## SUPPLIED RECORDS
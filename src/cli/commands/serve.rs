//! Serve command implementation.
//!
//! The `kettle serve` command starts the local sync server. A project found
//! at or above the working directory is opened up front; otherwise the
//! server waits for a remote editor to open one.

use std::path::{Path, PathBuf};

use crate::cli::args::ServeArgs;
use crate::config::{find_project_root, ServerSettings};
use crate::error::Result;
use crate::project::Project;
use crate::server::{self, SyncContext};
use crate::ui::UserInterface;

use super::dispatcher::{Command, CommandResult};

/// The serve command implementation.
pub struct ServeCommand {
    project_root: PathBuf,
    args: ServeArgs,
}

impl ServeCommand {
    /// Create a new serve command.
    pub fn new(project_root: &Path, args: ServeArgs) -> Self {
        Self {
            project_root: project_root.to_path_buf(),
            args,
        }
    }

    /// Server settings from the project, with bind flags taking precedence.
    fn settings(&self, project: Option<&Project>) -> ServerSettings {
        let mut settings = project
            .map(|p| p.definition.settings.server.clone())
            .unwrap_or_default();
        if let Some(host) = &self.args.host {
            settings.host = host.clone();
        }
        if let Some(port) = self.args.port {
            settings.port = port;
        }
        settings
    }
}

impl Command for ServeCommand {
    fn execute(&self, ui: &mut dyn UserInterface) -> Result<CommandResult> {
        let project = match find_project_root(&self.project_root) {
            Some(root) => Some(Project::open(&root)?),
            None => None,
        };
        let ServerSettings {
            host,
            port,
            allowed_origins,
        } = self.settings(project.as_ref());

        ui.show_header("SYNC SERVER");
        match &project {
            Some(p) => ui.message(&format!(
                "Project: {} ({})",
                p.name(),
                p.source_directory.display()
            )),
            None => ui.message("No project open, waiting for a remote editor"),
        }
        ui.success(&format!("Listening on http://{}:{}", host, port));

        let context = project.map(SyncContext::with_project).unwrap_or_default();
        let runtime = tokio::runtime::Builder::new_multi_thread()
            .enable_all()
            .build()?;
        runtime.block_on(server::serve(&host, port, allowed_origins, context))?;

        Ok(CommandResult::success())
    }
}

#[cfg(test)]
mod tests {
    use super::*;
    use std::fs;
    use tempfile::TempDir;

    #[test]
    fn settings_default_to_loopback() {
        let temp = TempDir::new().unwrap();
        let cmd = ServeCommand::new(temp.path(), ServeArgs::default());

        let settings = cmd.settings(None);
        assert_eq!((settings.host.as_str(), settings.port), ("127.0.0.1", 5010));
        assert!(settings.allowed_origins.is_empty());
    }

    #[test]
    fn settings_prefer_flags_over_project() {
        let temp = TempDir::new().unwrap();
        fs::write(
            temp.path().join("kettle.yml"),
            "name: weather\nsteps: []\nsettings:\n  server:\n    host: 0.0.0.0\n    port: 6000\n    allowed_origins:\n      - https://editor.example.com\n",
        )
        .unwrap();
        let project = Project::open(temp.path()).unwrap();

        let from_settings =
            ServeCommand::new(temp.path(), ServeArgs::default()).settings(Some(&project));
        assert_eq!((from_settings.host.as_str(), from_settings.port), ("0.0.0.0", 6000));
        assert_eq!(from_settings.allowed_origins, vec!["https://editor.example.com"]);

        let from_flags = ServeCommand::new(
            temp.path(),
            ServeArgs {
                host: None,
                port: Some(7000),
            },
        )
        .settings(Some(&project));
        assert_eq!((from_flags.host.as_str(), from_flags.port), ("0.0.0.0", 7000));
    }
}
---
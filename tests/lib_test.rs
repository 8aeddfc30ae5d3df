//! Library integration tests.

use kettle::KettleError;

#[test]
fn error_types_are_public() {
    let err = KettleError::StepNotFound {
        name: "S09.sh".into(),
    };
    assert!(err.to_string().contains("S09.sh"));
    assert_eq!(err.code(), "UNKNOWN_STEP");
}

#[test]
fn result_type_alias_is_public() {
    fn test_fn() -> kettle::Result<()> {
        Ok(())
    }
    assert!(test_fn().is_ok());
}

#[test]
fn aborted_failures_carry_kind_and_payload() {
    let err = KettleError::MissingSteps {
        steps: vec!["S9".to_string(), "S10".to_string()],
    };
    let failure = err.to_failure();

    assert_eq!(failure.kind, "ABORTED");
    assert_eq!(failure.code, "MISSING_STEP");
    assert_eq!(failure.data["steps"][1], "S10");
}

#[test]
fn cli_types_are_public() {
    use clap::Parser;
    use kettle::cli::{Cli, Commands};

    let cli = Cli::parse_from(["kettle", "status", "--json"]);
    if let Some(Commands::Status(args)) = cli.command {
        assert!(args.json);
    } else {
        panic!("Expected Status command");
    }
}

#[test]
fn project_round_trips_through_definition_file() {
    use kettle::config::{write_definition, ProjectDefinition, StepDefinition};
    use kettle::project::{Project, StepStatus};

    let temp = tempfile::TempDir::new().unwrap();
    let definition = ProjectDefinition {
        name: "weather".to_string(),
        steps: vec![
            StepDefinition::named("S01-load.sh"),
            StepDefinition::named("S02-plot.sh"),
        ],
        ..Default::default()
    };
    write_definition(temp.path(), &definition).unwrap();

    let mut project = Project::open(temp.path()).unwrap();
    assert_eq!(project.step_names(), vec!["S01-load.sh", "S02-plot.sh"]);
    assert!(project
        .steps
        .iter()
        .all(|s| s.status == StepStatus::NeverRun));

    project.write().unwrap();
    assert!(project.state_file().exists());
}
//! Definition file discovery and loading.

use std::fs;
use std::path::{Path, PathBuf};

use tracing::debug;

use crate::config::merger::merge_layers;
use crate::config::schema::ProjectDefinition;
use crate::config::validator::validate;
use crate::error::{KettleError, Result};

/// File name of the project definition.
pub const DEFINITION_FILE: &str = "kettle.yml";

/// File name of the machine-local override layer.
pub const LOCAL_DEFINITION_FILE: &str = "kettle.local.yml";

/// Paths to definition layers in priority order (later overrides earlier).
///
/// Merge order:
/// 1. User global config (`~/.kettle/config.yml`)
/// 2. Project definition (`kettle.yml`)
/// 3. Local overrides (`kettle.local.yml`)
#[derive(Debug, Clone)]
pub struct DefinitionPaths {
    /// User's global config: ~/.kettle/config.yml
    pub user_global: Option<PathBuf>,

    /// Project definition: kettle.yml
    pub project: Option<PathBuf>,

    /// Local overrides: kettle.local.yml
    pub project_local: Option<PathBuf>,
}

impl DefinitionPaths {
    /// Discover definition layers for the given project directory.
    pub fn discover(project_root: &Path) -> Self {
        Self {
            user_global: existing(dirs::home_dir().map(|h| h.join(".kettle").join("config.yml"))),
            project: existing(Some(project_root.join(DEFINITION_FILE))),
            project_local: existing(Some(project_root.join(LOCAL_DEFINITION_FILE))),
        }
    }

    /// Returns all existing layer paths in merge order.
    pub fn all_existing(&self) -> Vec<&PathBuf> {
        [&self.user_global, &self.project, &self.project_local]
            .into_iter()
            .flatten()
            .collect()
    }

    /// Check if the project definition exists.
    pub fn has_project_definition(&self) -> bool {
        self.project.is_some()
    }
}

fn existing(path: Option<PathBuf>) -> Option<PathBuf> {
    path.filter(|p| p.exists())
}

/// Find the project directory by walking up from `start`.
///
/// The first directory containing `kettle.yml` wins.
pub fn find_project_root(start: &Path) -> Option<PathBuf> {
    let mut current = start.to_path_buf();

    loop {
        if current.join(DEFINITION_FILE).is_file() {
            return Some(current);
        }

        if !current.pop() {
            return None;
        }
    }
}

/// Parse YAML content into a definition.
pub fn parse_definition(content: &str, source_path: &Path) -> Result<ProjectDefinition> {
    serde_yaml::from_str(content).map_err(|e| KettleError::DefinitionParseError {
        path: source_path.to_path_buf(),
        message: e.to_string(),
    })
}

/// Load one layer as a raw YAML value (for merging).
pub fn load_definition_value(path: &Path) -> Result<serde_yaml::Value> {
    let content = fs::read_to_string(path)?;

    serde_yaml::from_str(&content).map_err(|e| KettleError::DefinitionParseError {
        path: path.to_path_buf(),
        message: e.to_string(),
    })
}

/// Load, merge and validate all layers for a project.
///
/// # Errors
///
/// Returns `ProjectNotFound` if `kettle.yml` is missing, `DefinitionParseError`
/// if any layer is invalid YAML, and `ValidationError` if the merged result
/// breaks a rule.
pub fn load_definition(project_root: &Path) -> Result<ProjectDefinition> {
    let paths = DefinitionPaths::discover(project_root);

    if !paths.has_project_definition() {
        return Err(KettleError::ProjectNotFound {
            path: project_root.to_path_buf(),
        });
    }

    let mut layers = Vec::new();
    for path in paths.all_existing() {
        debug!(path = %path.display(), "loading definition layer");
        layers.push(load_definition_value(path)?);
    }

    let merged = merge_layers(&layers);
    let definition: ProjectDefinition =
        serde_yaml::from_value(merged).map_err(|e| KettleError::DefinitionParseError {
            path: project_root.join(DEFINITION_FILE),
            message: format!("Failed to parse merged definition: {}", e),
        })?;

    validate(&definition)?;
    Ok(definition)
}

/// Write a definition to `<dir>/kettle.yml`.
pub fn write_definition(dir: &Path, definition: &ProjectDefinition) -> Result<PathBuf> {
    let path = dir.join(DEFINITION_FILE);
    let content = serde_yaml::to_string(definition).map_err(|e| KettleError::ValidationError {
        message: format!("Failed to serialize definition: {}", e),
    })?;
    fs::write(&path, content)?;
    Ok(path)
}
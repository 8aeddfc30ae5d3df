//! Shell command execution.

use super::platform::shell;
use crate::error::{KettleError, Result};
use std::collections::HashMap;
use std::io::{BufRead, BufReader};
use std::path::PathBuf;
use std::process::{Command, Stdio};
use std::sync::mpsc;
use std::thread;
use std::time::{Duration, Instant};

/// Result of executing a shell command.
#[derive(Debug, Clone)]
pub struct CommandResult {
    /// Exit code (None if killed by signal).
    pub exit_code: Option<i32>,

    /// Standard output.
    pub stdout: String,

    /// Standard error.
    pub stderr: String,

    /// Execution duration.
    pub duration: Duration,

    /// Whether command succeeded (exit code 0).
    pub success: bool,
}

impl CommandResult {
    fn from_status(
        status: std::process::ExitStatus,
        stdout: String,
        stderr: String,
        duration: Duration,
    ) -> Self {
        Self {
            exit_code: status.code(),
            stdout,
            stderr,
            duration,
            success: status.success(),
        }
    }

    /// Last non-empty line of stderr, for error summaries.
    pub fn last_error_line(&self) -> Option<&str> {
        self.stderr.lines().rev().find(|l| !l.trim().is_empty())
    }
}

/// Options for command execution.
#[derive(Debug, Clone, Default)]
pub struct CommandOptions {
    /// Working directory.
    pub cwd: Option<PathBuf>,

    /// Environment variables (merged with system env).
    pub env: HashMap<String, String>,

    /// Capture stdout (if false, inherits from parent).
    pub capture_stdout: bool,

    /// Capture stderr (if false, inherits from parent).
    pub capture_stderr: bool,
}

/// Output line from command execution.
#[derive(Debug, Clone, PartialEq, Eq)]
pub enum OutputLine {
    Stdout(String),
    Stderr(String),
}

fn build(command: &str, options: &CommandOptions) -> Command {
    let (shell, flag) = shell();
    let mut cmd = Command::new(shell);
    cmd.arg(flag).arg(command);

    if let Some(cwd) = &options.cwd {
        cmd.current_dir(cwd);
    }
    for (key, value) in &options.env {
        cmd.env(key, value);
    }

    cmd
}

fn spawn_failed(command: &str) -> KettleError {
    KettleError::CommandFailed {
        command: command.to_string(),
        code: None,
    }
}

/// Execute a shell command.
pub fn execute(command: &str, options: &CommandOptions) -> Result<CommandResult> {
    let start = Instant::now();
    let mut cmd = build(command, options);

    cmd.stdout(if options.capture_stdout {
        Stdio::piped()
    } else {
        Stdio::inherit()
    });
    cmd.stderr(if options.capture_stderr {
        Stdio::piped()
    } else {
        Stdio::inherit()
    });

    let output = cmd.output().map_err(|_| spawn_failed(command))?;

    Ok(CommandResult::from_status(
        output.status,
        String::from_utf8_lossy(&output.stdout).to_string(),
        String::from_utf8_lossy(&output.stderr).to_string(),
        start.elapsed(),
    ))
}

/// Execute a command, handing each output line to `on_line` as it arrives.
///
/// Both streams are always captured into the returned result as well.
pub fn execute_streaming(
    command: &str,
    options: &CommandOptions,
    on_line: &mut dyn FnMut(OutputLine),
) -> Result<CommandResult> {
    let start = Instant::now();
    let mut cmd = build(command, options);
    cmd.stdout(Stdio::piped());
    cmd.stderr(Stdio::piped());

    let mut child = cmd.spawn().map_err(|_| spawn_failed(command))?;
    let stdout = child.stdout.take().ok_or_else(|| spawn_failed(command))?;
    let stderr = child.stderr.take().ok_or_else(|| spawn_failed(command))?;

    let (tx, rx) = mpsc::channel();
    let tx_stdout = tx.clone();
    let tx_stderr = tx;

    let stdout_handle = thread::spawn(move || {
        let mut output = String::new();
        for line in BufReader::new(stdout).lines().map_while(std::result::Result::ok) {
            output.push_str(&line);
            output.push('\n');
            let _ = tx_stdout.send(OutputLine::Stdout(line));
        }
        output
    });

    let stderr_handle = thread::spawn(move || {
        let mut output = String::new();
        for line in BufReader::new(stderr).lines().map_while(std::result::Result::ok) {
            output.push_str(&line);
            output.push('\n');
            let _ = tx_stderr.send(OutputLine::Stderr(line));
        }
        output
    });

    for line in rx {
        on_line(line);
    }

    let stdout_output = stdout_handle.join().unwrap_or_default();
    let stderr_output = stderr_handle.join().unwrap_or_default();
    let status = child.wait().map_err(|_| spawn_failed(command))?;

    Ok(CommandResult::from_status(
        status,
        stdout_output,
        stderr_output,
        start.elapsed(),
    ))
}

## INSTRUCTIONS TO FOLLOW
Look through the entries above for the word "loading". Copy every line where it shows up.

## YOUR RESPONSE
//! Definition file discovery and loading.
        debug!(path = %path.display(), "loading definition layer");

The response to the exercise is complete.